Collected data
★ ★ ★ ★ ★ ★ ★

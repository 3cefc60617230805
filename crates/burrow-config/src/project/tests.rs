use super::*;
use camino::Utf8PathBuf;
use tempfile::TempDir;

const ANALYSIS: &str = r#"
[project]
name = "analysis"

[[source]]
name = "internal"
url = "https://cran.internal/"
priority = 1
proxy = false

[[source]]
name = "CRAN"
url = "https://cloud.r-project.org/"
layout = "segregated"

[dependencies]
dplyr = ">= 1.0"
mypkg = { git = "https://git.example.com/mypkg.git", branch = "main" }
ggplot2 = { version = "3.4" }

[dev-dependencies]
testthat = "*"
dplyr = ">= 1.0"

[doc-dependencies]
knitr = "< 2"
"#;

fn temp_path(dir: &TempDir) -> Utf8PathBuf {
    Utf8PathBuf::try_from(dir.path().to_path_buf()).unwrap()
}

#[test]
fn test_parse_minimal_project() {
    let project = ProjectFile::parse("[project]\nname = \"demo\"\n").unwrap();
    assert_eq!(project.project.name, "demo");
    assert!(project.sources.is_empty());
    assert!(project.dependencies.is_empty());

    let specs = project.source_specs();
    assert_eq!(specs.len(), 1);
    assert_eq!(specs[0].name, DEFAULT_SOURCE_NAME);
    assert_eq!(specs[0].url, DEFAULT_SOURCE_URL);
}

#[test]
fn test_parse_sources() {
    let project = ProjectFile::parse(ANALYSIS).unwrap();
    let specs = project.source_specs();

    assert_eq!(specs.len(), 2);
    assert_eq!(specs[0].name, "internal");
    assert_eq!(specs[0].priority, 1);
    assert_eq!(specs[0].proxy, ProxySetting::Disabled);
    assert_eq!(specs[0].layout, None);
    assert_eq!(specs[1].priority, 0);
    assert_eq!(specs[1].proxy, ProxySetting::Inherit);
    assert_eq!(specs[1].layout, Some(LayoutKind::Segregated));
}

#[test]
fn test_proxy_url() {
    let content = r#"
[project]
name = "demo"

[[source]]
name = "corp"
url = "https://cran.corp/"
proxy = "http://proxy.corp:3128"
"#;
    let project = ProjectFile::parse(content).unwrap();
    assert_eq!(
        project.source_specs()[0].proxy,
        ProxySetting::Url("http://proxy.corp:3128".to_string())
    );
}

#[test]
fn test_root_request_keeps_declaration_order() {
    let request = ProjectFile::parse(ANALYSIS).unwrap().root_request().unwrap();
    let names: Vec<_> = request.dependencies.iter().map(|d| d.name.as_str()).collect();
    assert_eq!(names, ["dplyr", "mypkg", "ggplot2", "testthat", "knitr"]);
}

#[test]
fn test_root_request_merges_categories() {
    let request = ProjectFile::parse(ANALYSIS).unwrap().root_request().unwrap();

    let dplyr = request.dependency("dplyr").unwrap();
    assert_eq!(dplyr.categories, BTreeSet::from([Category::Main, Category::Dev]));

    let knitr = request.dependency("knitr").unwrap();
    assert_eq!(knitr.categories, BTreeSet::from([Category::Doc]));
}

#[test]
fn test_root_request_requirements() {
    let request = ProjectFile::parse(ANALYSIS).unwrap().root_request().unwrap();

    let mypkg = request.dependency("mypkg").unwrap();
    assert_eq!(
        mypkg.requirement,
        Requirement::Vcs {
            url: "https://git.example.com/mypkg.git".to_string(),
            reference: VcsReference::Branch("main".to_string()),
        }
    );

    let ggplot2 = request.dependency("ggplot2").unwrap();
    assert_eq!(
        ggplot2.constraint().unwrap(),
        &Constraint::parse("3.4").unwrap()
    );

    assert!(request.dependency("testthat").unwrap().constraint().unwrap().is_any());
}

#[test]
fn test_git_references() {
    let spec = DependencySpec::Detailed {
        version: None,
        git: Some("https://git.example.com/a.git".to_string()),
        branch: None,
        tag: Some("v1.0".to_string()),
        rev: None,
    };
    assert!(spec.is_git());
    assert!(matches!(
        spec.requirement("dependencies.a").unwrap(),
        Requirement::Vcs { reference: VcsReference::Tag(tag), .. } if tag == "v1.0"
    ));

    let spec = DependencySpec::Detailed {
        version: None,
        git: Some("https://git.example.com/a.git".to_string()),
        branch: None,
        tag: None,
        rev: None,
    };
    assert!(matches!(
        spec.requirement("dependencies.a").unwrap(),
        Requirement::Vcs { reference: VcsReference::DefaultBranch, .. }
    ));
}

#[test]
fn test_conflicting_declarations_rejected() {
    let content = r#"
[project]
name = "demo"

[dependencies]
dplyr = ">= 1.0"

[dev-dependencies]
dplyr = ">= 1.1"
"#;
    let err = ProjectFile::parse(content).unwrap_err();
    match err {
        BurrowError::ConfigValidation { field, reason } => {
            assert_eq!(field, "dev-dependencies.dplyr");
            assert!(reason.contains("dependencies"));
        },
        other => panic!("unexpected error: {other}"),
    }
}

#[test]
fn test_invalid_projects() {
    let cases = [
        // Empty project name
        "[project]\nname = \"\"\n",
        // Malformed constraint
        "[project]\nname = \"p\"\n[dependencies]\ndplyr = \">= x\"\n",
        // Both version and git
        "[project]\nname = \"p\"\n[dependencies]\na = { version = \"1.0\", git = \"https://g/a.git\" }\n",
        // Neither version nor git
        "[project]\nname = \"p\"\n[dependencies]\na = { branch = \"main\" }\n",
        // Two references
        "[project]\nname = \"p\"\n[dependencies]\na = { git = \"https://g/a.git\", branch = \"main\", tag = \"v1\" }\n",
        // Invalid package name
        "[project]\nname = \"p\"\n[dependencies]\n\"2fast\" = \"*\"\n",
        // Duplicate source name
        "[project]\nname = \"p\"\n[[source]]\nname = \"a\"\nurl = \"https://a/\"\n[[source]]\nname = \"a\"\nurl = \"https://b/\"\n",
        // Relative URL
        "[project]\nname = \"p\"\n[[source]]\nname = \"a\"\nurl = \"cran.internal\"\n",
    ];

    for content in cases {
        assert!(
            matches!(
                ProjectFile::parse(content),
                Err(BurrowError::ConfigValidation { .. })
            ),
            "expected validation error for:\n{content}"
        );
    }
}

#[test]
fn test_syntax_error() {
    assert!(matches!(
        ProjectFile::parse("[project\nname = "),
        Err(BurrowError::ProjectParse { .. })
    ));
    // Missing [project] section
    assert!(matches!(
        ProjectFile::parse("[dependencies]\ndplyr = \"*\"\n"),
        Err(BurrowError::ProjectParse { .. })
    ));
}

#[test]
fn test_round_trip_serialization() {
    let project = ProjectFile::parse(ANALYSIS).unwrap();
    let serialized = project.to_toml_string().unwrap();
    let reparsed = ProjectFile::parse(&serialized).unwrap();
    assert_eq!(project, reparsed);
}

#[test]
fn test_content_hash_ignores_declaration_order() {
    let a = ProjectFile::parse(
        "[project]\nname = \"p\"\n[dependencies]\ndplyr = \">= 1.0\"\nknitr = \"*\"\n",
    )
    .unwrap();
    let b = ProjectFile::parse(
        "[project]\nname = \"p\"\n[dependencies]\nknitr = \"*\"\ndplyr = \">= 1.0\"\n",
    )
    .unwrap();
    let hash = a.content_hash().unwrap();
    assert_eq!(hash.len(), 64);
    assert_eq!(hash, b.content_hash().unwrap());
}

#[test]
fn test_content_hash_tracks_constraints_and_sources() {
    let base = ProjectFile::parse("[project]\nname = \"p\"\n[dependencies]\ndplyr = \">= 1.0\"\n").unwrap();
    let edited =
        ProjectFile::parse("[project]\nname = \"p\"\n[dependencies]\ndplyr = \">= 1.1\"\n").unwrap();
    let moved = ProjectFile::parse(
        "[project]\nname = \"p\"\n[dev-dependencies]\ndplyr = \">= 1.0\"\n",
    )
    .unwrap();
    let with_source = ProjectFile::parse(
        "[project]\nname = \"p\"\n[[source]]\nname = \"x\"\nurl = \"https://x/\"\n[dependencies]\ndplyr = \">= 1.0\"\n",
    )
    .unwrap();

    let hash = base.content_hash().unwrap();
    assert_ne!(hash, edited.content_hash().unwrap());
    assert_ne!(hash, moved.content_hash().unwrap());
    assert_ne!(hash, with_source.content_hash().unwrap());
}

#[test]
fn test_package_names() {
    assert!(is_valid_package_name("data.table"));
    assert!(is_valid_package_name("R6"));
    assert!(is_valid_package_name("x"));
    assert!(!is_valid_package_name(""));
    assert!(!is_valid_package_name("2fast"));
    assert!(!is_valid_package_name("my-pkg"));
    assert!(!is_valid_package_name("trailing."));
}

#[tokio::test]
async fn test_load_from_file() {
    let dir = TempDir::new().unwrap();
    let path = temp_path(&dir).join(PROJECT_FILE_NAME);
    tokio::fs::write(&path, ANALYSIS).await.unwrap();

    let project = load_from_file(&path).await.unwrap();
    assert_eq!(project.project.name, "analysis");
}

#[tokio::test]
async fn test_load_reports_path() {
    let dir = TempDir::new().unwrap();
    let path = temp_path(&dir).join(PROJECT_FILE_NAME);
    tokio::fs::write(&path, "not toml at all [").await.unwrap();

    match load_from_file(&path).await.unwrap_err() {
        BurrowError::ProjectParse { message } => assert!(message.contains(path.as_str())),
        other => panic!("unexpected error: {other}"),
    }

    let missing = temp_path(&dir).join("missing.toml");
    assert!(matches!(
        load_from_file(&missing).await,
        Err(BurrowError::Io { .. })
    ));
}

#[test]
fn test_find_project_file_walks_up() {
    let dir = TempDir::new().unwrap();
    let root = temp_path(&dir);
    let nested = root.join("analysis").join("scripts");
    std::fs::create_dir_all(&nested).unwrap();
    std::fs::write(root.join("analysis").join(PROJECT_FILE_NAME), ANALYSIS).unwrap();

    assert_eq!(
        find_project_file(&nested),
        Some(root.join("analysis").join(PROJECT_FILE_NAME))
    );
    assert_eq!(find_project_file(&root), None);
}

★ ★ ★ ★ ★ ★ ★

» WORK ORDER
From the opening line of the data above, please print each line as written up to and including the line that contains "assert!(project.dependencies.is_empty());", and nothing more.

» WRITTEN REPLY
repository 3cefc60617230805
filename crates/burrow-config/src/project/tests.rs
use super::*;
use camino::Utf8PathBuf;
use tempfile::TempDir;

const ANALYSIS: &str = r#"
[project]
name = "analysis"

[[source]]
name = "internal"
url = "https://cran.internal/"
priority = 1
proxy = false

[[source]]
name = "CRAN"
url = "https://cloud.r-project.org/"
layout = "segregated"

[dependencies]
dplyr = ">= 1.0"
mypkg = { git = "https://git.example.com/mypkg.git", branch = "main" }
ggplot2 = { version = "3.4" }

[dev-dependencies]
testthat = "*"
dplyr = ">= 1.0"

[doc-dependencies]
knitr = "< 2"
"#;

fn temp_path(dir: &TempDir) -> Utf8PathBuf {
    Utf8PathBuf::try_from(dir.path().to_path_buf()).unwrap()
}

#[test]
fn test_parse_minimal_project() {
    let project = ProjectFile::parse("[project]\nname = \"demo\"\n").unwrap();
    assert_eq!(project.project.name, "demo");
    assert!(project.sources.is_empty());
    assert!(project.dependencies.is_empty());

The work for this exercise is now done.